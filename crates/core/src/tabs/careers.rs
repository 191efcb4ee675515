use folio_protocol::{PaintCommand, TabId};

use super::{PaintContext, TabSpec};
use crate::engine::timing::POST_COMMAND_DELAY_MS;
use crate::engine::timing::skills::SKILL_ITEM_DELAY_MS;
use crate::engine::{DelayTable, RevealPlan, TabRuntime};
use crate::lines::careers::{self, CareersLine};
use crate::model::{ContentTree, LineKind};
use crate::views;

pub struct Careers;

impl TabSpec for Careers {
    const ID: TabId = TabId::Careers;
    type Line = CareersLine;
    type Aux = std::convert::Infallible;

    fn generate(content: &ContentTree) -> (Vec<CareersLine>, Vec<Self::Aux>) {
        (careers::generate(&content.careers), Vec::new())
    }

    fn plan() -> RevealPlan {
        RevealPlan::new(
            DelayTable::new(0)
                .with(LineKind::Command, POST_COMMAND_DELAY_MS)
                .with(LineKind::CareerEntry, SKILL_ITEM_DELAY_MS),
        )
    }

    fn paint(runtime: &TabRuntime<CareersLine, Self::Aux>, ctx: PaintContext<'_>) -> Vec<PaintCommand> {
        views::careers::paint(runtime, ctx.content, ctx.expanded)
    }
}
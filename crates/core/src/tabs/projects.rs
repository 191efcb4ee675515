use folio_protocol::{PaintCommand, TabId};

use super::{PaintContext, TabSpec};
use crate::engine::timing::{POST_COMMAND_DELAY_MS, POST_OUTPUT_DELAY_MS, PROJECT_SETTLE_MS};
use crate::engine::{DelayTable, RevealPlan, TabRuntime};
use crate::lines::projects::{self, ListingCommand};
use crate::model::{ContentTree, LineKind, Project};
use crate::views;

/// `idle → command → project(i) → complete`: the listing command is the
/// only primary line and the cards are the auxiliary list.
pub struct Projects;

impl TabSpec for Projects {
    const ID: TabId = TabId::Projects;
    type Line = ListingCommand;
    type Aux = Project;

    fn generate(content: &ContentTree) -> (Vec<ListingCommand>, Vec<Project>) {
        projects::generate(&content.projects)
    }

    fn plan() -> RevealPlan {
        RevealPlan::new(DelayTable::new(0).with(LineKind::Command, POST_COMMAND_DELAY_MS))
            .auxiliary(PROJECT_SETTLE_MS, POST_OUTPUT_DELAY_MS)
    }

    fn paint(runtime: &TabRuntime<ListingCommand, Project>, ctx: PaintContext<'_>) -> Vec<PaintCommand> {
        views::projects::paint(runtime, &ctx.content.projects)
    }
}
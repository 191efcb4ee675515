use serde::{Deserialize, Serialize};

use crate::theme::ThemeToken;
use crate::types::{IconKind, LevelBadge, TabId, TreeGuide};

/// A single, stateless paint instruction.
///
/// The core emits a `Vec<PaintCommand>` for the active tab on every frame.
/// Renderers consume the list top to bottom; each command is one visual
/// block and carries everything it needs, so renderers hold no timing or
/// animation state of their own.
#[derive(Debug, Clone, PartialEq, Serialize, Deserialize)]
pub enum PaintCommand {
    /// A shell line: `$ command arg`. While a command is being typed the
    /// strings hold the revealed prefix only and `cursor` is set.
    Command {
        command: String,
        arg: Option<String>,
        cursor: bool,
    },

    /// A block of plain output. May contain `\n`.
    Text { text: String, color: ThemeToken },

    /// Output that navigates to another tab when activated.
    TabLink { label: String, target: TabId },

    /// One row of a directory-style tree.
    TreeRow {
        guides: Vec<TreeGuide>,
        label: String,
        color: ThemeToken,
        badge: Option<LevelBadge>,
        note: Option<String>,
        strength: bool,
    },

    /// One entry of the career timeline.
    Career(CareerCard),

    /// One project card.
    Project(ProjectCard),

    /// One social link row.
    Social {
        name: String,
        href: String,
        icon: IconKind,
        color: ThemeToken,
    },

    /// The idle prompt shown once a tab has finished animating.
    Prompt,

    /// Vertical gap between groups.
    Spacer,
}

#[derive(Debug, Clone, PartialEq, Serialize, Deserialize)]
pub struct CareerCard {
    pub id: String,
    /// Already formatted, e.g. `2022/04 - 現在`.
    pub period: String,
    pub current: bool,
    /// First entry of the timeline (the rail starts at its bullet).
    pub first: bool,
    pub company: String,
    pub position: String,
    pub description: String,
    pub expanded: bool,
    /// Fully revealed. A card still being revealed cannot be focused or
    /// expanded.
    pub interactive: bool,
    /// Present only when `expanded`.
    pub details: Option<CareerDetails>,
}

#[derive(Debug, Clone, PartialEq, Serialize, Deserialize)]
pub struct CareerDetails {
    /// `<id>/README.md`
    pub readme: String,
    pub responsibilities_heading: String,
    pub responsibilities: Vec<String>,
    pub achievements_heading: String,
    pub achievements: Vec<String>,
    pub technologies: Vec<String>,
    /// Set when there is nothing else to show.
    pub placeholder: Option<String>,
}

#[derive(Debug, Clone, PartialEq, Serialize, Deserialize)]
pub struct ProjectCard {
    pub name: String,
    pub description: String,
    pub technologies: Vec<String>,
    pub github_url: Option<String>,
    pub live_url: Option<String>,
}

--

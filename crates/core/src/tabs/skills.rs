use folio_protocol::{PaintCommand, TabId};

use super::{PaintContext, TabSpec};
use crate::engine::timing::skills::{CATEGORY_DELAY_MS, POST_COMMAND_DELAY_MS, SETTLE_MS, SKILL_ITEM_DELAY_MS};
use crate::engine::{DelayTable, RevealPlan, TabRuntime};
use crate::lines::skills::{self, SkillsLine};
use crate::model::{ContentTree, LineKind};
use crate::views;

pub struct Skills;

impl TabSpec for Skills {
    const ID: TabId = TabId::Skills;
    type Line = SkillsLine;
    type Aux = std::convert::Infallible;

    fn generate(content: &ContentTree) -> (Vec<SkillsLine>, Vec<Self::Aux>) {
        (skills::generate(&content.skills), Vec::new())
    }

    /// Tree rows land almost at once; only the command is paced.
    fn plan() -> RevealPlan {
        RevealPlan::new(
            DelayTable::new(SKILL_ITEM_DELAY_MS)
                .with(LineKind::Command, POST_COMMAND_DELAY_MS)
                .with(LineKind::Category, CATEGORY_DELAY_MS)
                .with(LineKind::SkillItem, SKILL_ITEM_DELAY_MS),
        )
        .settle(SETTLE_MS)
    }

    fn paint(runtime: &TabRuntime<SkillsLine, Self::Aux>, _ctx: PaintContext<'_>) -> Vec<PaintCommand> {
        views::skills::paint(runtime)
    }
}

Action item
Only lines with the word "once" go in the answer. Take them all from the entries above.

Result of this task
    /// The idle prompt shown once a tab has finished animating.
    /// Tree rows land almost at once; only the command is paced.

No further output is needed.